:: Provided data

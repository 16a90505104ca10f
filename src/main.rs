//! Yordlepedia - League of Legends summoner statistics server
//!
//! An HTTP service that aggregates Riot Games API data (account, summoner,
//! ranked entries, match history) into ready-to-render profile statistics,
//! with an in-memory TTL cache in front of every upstream endpoint.

use std::sync::Arc;

use clap::Parser;
use tracing::info;
use tracing_subscriber::{fmt, EnvFilter};

use yordlepedia::cli::Cli;
use yordlepedia::config::AppConfig;
use yordlepedia::riot::RiotClient;
use yordlepedia::server::{self, AppState};
use yordlepedia::service::SummonerService;

#[tokio::main]
async fn main() -> Result<(), Box<dyn std::error::Error>> {
    let _ = dotenvy::dotenv();

    let filter = EnvFilter::try_from_default_env().unwrap_or_else(|_| EnvFilter::new("info"));
    fmt().with_env_filter(filter).init();

    let cli = Cli::parse();
    let mut config = AppConfig::from_env();
    cli.apply(&mut config);

    if !config.has_api_key() {
        info!("RIOT_API_KEY not set, all lookups will serve the demo snapshot");
    }

    let riot = RiotClient::new(config.riot_api_key.clone());
    let service = SummonerService::new(
        riot,
        config.match_history_count,
        config.match_detail_concurrency,
    );
    let state = Arc::new(AppState::new(service, config.has_api_key()));

    // Warm configured summoners in the background once the server is up.
    if config.has_api_key() && !config.prefetch_targets.is_empty() {
        let targets = config.prefetch_targets.clone();
        let prefetch_state = Arc::clone(&state);
        tokio::spawn(async move {
            prefetch_state.service.prefetch(&targets).await;
        });
    }

    server::run_server(&config, state).await?;

    Ok(())
}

::::

▸ Exercise aim:
What is needed is a faithful transcription of every entry.

▸ Solution to this problem:
repository 16a90505104ca10f
filename src/main.rs
//! Yordlepedia - League of Legends summoner statistics server
//!
//! An HTTP service that aggregates Riot Games API data (account, summoner,
//! ranked entries, match history) into ready-to-render profile statistics,
//! with an in-memory TTL cache in front of every upstream endpoint.

use std::sync::Arc;

use clap::Parser;
use tracing::info;
use tracing_subscriber::{fmt, EnvFilter};

use yordlepedia::cli::Cli;
use yordlepedia::config::AppConfig;
use yordlepedia::riot::RiotClient;
use yordlepedia::server::{self, AppState};
use yordlepedia::service::SummonerService;

#[tokio::main]
async fn main() -> Result<(), Box<dyn std::error::Error>> {
    let _ = dotenvy::dotenv();

    let filter = EnvFilter::try_from_default_env().unwrap_or_else(|_| EnvFilter::new("info"));
    fmt().with_env_filter(filter).init();

    let cli = Cli::parse();
    let mut config = AppConfig::from_env();
    cli.apply(&mut config);

    if !config.has_api_key() {
        info!("RIOT_API_KEY not set, all lookups will serve the demo snapshot");
    }

    let riot = RiotClient::new(config.riot_api_key.clone());
    let service = SummonerService::new(
        riot,
        config.match_history_count,
        config.match_detail_concurrency,
    );
    let state = Arc::new(AppState::new(service, config.has_api_key()));

    // Warm configured summoners in the background once the server is up.
    if config.has_api_key() && !config.prefetch_targets.is_empty() {
        let targets = config.prefetch_targets.clone();
        let prefetch_state = Arc::clone(&state);
        tokio::spawn(async move {
            prefetch_state.service.prefetch(&targets).await;
        });
    }

    server::run_server(&config, state).await?;

    Ok(())
}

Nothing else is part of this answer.